No estado inconstitucional de coisas do sistema prisional brasileiro parece que sempre é possível ficar pior. Se é difícil compreender a permissividade das autoridades com a ilegalidade do descumprimento da Lei de Execuções Penais em contraposição ao rigor da defesa da ordem pública pela enxurrada de prisões provisórias, imaginem aceitar a burocracia a serviço da vingança quando a ampulheta da vida chega ao fim. 

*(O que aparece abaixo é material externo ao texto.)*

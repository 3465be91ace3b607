//! Profile command - partial profile updates

use anyhow::{Context, Result};
use chrono::NaiveDate;
use colored::Colorize;
use prosono_core::domain::date;
use prosono_core::{Gender, UserUpdate};

use super::{get_context, require_session, with_spinner};

pub struct ProfileArgs {
    pub first_name: Option<String>,
    pub last_name: Option<String>,
    pub birth_date: Option<String>,
    pub gender: Option<String>,
    pub school: Option<String>,
    pub school_year: Option<u8>,
}

pub async fn run(args: ProfileArgs) -> Result<()> {
    let ctx = get_context()?;
    require_session(&ctx)?;

    let birth_date = match args.birth_date {
        Some(display) => {
            date::validate_display_date(&display)?;
            Some(
                NaiveDate::parse_from_str(&date::to_wire_date(&display), "%Y-%m-%d")
                    .context("Birth date is not a real calendar date")?,
            )
        }
        None => None,
    };

    let gender = match args.gender.as_deref() {
        Some(value) => Some(parse_gender(value)?),
        None => None,
    };

    let update = UserUpdate {
        first_name: args.first_name,
        last_name: args.last_name,
        birth_date,
        gender,
        school: args.school,
        school_year: args.school_year,
    };

    if update.is_empty() {
        anyhow::bail!(
            "Nothing to update. Pass at least one field, e.g. --school 'Escola Nova'."
        );
    }

    let user = with_spinner(
        "Updating profile...",
        ctx.auth_service.update_profile(&update),
    )
    .await?;

    println!(
        "{} Profile updated for {} {}",
        "Success!".green(),
        user.first_name,
        user.last_name
    );
    Ok(())
}

fn parse_gender(value: &str) -> Result<Gender> {
    match value.to_uppercase().as_str() {
        "M" | "MALE" => Ok(Gender::Male),
        "F" | "FEMALE" => Ok(Gender::Female),
        "O" | "OTHER" => Ok(Gender::Other),
        other => anyhow::bail!("Unknown gender: {}. Use M, F or O.", other),
    }
}
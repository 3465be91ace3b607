//! Result and error types for the core library

use thiserror::Error;

/// Core library error type
#[derive(Error, Debug)]
pub enum Error {
    /// Non-success HTTP response, normalized to the body's `message` plus the
    /// numeric status so callers can branch on codes (409 = duplicate
    /// registration) without touching transport details.
    #[error("{message} (HTTP {status})")]
    Api { message: String, status: u16 },

    /// Locally detected, field-scoped input problem. Never reaches the network.
    #[error("Validation error: {0}")]
    Validation(String),

    #[error("Configuration error: {0}")]
    Config(String),

    /// The refresh-token exchange failed. Local tokens have already been
    /// cleared; the only way forward is a fresh login.
    #[error("Session expired: {0}")]
    SessionExpired(String),

    /// All three evaluation survey writes failed.
    #[error("{0}")]
    Submission(String),

    #[error("Transport error: {0}")]
    Transport(String),

    #[error("IO error: {0}")]
    Io(#[from] std::io::Error),

    #[error("JSON error: {0}")]
    Json(#[from] serde_json::Error),

    #[error("{0}")]
    Other(String),
}

impl Error {
    /// Create an API error
    pub fn api(message: impl Into<String>, status: u16) -> Self {
        Self::Api {
            message: message.into(),
            status,
        }
    }

    /// Create a validation error
    pub fn validation(msg: impl Into<String>) -> Self {
        Self::Validation(msg.into())
    }

    /// HTTP status carried by this error, if any
    pub fn status(&self) -> Option<u16> {
        match self {
            Self::Api { status, .. } => Some(*status),
            _ => None,
        }
    }

    /// Whether this is a 409 conflict (duplicate registration)
    pub fn is_conflict(&self) -> bool {
        self.status() == Some(409)
    }
}

/// Core library result type
pub type Result<T> = std::result::Result<T, Error>;
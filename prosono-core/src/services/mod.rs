//! Business logic services
//!
//! Services orchestrate the domain and the adapters: the auth session
//! lifecycle, the multi-step assessment submission and the nightly log.

mod assessment;
mod auth;
mod daily;

pub use assessment::{AssessmentOutcome, AssessmentService};
pub use auth::AuthService;
pub use daily::DailySurveyService;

Às mortes ditas naturais nas prisões do Brasil e suas crueldades adjacentes, somam-se as mortes violentas. Há uma chance 6 vezes maior de morrer numa cadeia brasileira do que na sociedade livre. Um massacre não é fato fortuito. Tensões, medos, ameaças antecedem e sucedem esses assassinatos atrozes. Funcionários, mães, pais, filhos e tantas outras pessoas conhecidas das pessoas presas são impactadas de forma permanente. João, José, Rodrigo, Cezar, Daniel, homens e mulheres, tem sua existência interrompida sob a custódia do Estado, com sentimentos de indiferença e até satisfação de parte da população.

Afinal, o que queremos para o nosso país?

Para uns – como policiais e agentes penitenciários – entregamos a ilusória capa do Batman, exigindo o sacrifício do herói por um resultado que não lhes cabe; para outros, imprimimos a etiqueta do inimigo público, alvo fácil que justifica a violência da repressão estatal. Vidas e dinheiro público se esvaem nessa guerra fabricada que processa como questão burocrática banal a vida e a morte de pessoas.  

Lidar com a violência e a criminalidade presentes na sociedade brasileira implica compreender os fenômenos multifatoriais envolvidos e as estratégias de prevenção e enfrentamento necessárias. Reverberando os discursos mais simplistas, vingativos e cruéis, as autoridades estatais dizem não só da sua incapacidade de exercer sua função, mas também alimentam o que há de pior em nossa sociedade, carcomem nossa noção de justiça, nos fazem retroceder na nossa expectativa civilizatória.

Valdirene Daufemback é psicóloga, doutora em Direito e coordenadora do Laboratório de Gestão de Políticas Penais da UnB. Foi ouvidora e diretora do Departamento Penitenciário Nacional e perita do Mecanismo Nacional de Prevenção e Combate à Tortura.